Sundays With Writers

I am so honored to be featuring another amazing writer today in our Sundays With Writers series. Today I am interviewing William Kent Krueger after finishing his beautiful book ORDINARY GRACE and discovering that this book was anything BUT ordinary. If you are looking for a fast-paced roller coaster ride of a book, this isn’t it. This is slow-telling writing and a genuine crafting of a story sat its finest. It is the kind of book that you could hand to anyone and they would see small glimpses of their own childhood in it.

William Kent Krueger is new to me, but not new to mystery lovers. He writes a series called the Cork O’Connor mysteries that I am now looking forward to checking out. ORDINARY GRACE is his second stand-alone novel (the other being THE DEVIL’S BED) and has received rave reviews, awards, and accolades. In fact, ORDINARY GRACE has won the Edgar Award for Best Novel, Midwest Booksellers Choice Award for Best Fiction, Dilys Award, Independent Mystery Booksellers Association, Left Coast Crime “Squid” Award for Best Mystery Set Within the US, Barry Award for Best Novel, Anthony Award for Best Novel, Macavity Award for Best Novel…You know, just to name a FEW! AMAZING!

Ordinary Grace by William Kent Krueger ORDINARY GRACE is a  beautiful coming-of-age story surrounding a small town and a series of murders that happen there.  I can admit that while I was able to figure out the killer early on in the story, it did not take away from the beautiful writing that filled the pages. I really enjoyed the book and the author’s carefully crafted characters that made this story read more like a memoir than a piece of fiction.

After finishing the book, I emailed Kent and asked if he could join us today and share a little bit about why he created this stand-alone book, who inspired it, and if the pressure of putting such a beautiful book out in the world (and receiving every dang award) build upon his pressure of being a writer.

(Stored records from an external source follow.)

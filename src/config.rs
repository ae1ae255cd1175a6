use std::path::PathBuf;
use std::sync::LazyLock;

const PROJECT_NAME: &str = env!("CARGO_PKG_NAME");

/// Path to the user config file: `$HOME/.config/rom-dedupe.toml`
///
/// Returns `None` if the home directory cannot be determined.
pub static CONFIG_PATH: LazyLock<Option<PathBuf>> = LazyLock::new(|| {
    let home_dir = dirs::home_dir()?;
    Some(home_dir.join(".config").join(format!("{PROJECT_NAME}.toml")))
});

/// Directory for run logs: `$HOME/logs/rom-dedupe`
///
/// Returns `None` if the home directory cannot be determined.
pub static LOG_DIR: LazyLock<Option<PathBuf>> = LazyLock::new(|| {
    let home_dir = dirs::home_dir()?;
    Some(home_dir.join("logs").join(PROJECT_NAME))
});
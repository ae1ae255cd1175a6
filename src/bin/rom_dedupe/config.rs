//! Configuration for `romdedupe`.
//!
//! Combines CLI arguments with the `[romdedupe]` section of the user config file.

use std::env;
use std::path::PathBuf;

use anyhow::{Context, Result};
use itertools::Itertools;

use rom_dedupe::dedupe::{DEFAULT_EXTENSIONS, DedupeConfig, Settings};

use crate::Args;

/// Final config created from CLI arguments and user config file.
#[derive(Debug, Clone)]
pub struct Config {
    /// Absolute collection root.
    pub(crate) root: PathBuf,
    pub(crate) settings: Settings,
}

impl Config {
    /// Create config from given command line args and user config file.
    ///
    /// # Errors
    /// Returns an error if the config file cannot be read or parsed,
    /// or the collection root does not exist.
    pub fn from_args(args: Args) -> Result<Self> {
        let user_config = DedupeConfig::get_user_config()?;
        Self::from_user_config(args, user_config)
    }

    /// CLI args take priority over the user config.
    fn from_user_config(args: Args, user_config: DedupeConfig) -> Result<Self> {
        let root = rom_dedupe::resolve_input_path(args.path.as_deref().or(user_config.path.as_deref()))?;

        // A relative output path on the command line is relative to the working directory,
        // while a relative path in the config file is relative to the collection root.
        let quarantine = match args.output {
            Some(path) => {
                let current_dir = env::current_dir().context("Failed to get current working directory")?;
                Some(rom_dedupe::resolve_output_dir(&path, &current_dir))
            }
            None => user_config.quarantine,
        };

        let keep_handheld_and_console = if args.separate {
            true
        } else if args.single {
            false
        } else {
            user_config.keep_handheld_and_console
        };

        // CLI extensions are added on top of the configured or built-in defaults
        let default_extensions: Vec<String> = if user_config.default_extensions.is_empty() {
            DEFAULT_EXTENSIONS.iter().map(|&ext| ext.to_string()).collect()
        } else {
            user_config.default_extensions
        }
        .into_iter()
        .chain(args.extension)
        .map(|ext| ext.trim().trim_start_matches('.').to_lowercase())
        .filter(|ext| !ext.is_empty())
        .unique()
        .collect();

        Ok(Self {
            root,
            settings: Settings {
                dryrun: args.print || user_config.dryrun,
                keep_handheld_and_console,
                verbose: args.verbose || user_config.verbose,
                quarantine,
                log_file: args.log.or(user_config.log_file),
                default_extensions,
                extensions: user_config.extensions,
                generations: user_config.generations,
                handhelds: user_config.handhelds,
            },
        })
    }
}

Grab your coffee and let’s chat with  Kent today about his amazing book!

William Kent Krueger

You are quite famous for your Cork O’Connor mystery novels, which I am so excited to explore now. ORDINARY GRACE stands on its own, although it has an element of mystery to it like your other books. What compelled you to develop this novel for your readers?

When you delve into the Cork O’Connor series, you’ll find that many of the stories have an undercurrent that involves the spiritual journey. This is something that comes naturally out of who Cork O’Connor is, a man of mixed heritage, part Irish-American and part Native American (Ojibwe).  He comes from two different spiritual traditions and in the stories he’s often trying to find his own spiritual way.  I’ve always seen Ordinary Grace as an opportunity for me to explore more deeply the question of the spiritual journey in ordinary lives.

Also, I’d wanted for a very long time to write a story that would allow me to return to an important period in my own life—the summer I was thirteen.  For many reasons, I’ve remembered that summer vividly across these many decades.  I wanted to recall that time and the kind of place I was living and the concerns that I had and put them on the page in a way that might help readers born years later to understand what it was like to be thirteen years old in a small Midwestern town in the summer of 1961.

And finally, I wanted to write a story that, although there would be a mystery at its heart, would be stylistically and structurally different from anything I’d written for the Cork O’Connor series.  I simply wanted to stretch as a writer.

Told through the 13 year old eyes of your narrator, Frank Drum, this book reads like a beautiful memoir of adolescence. Did you channel a lot of your own boyhood stories in this book? What is one element of Frank’s life, in particular, that readers might be surprised to know comes right from your very own childhood?

I didn’t necessarily relate real occurrences, but rather a real backdrop that came from my childhood. Although based on several real towns in Minnesota, New Bremen is a reflection of the Midwest landscape of my adolescence.  The quarry the kids swim in, I swam in.  The excitement about the Fourth of July fireworks was my excitement.  I lived in a house very similar to the Drum house and played on the banks of rivers very much like the Minnesota River.

What readers might find interesting is this: The Drum family is, in fact, based on my own family.  My father wasn’t a small town Methodist minister, but he was a high school English teacher in a small town, a position elevated in the eyes of many.  My mother, like Ruth Drum, was a frustrated artist. And I had siblings I loved dearly.  A lot of the adjunct characters came out of my life, men or women I’d known along the way.  So very much of the story was from my own experience.  But thankfully I never suffered the kind of loss the Drum family suffers.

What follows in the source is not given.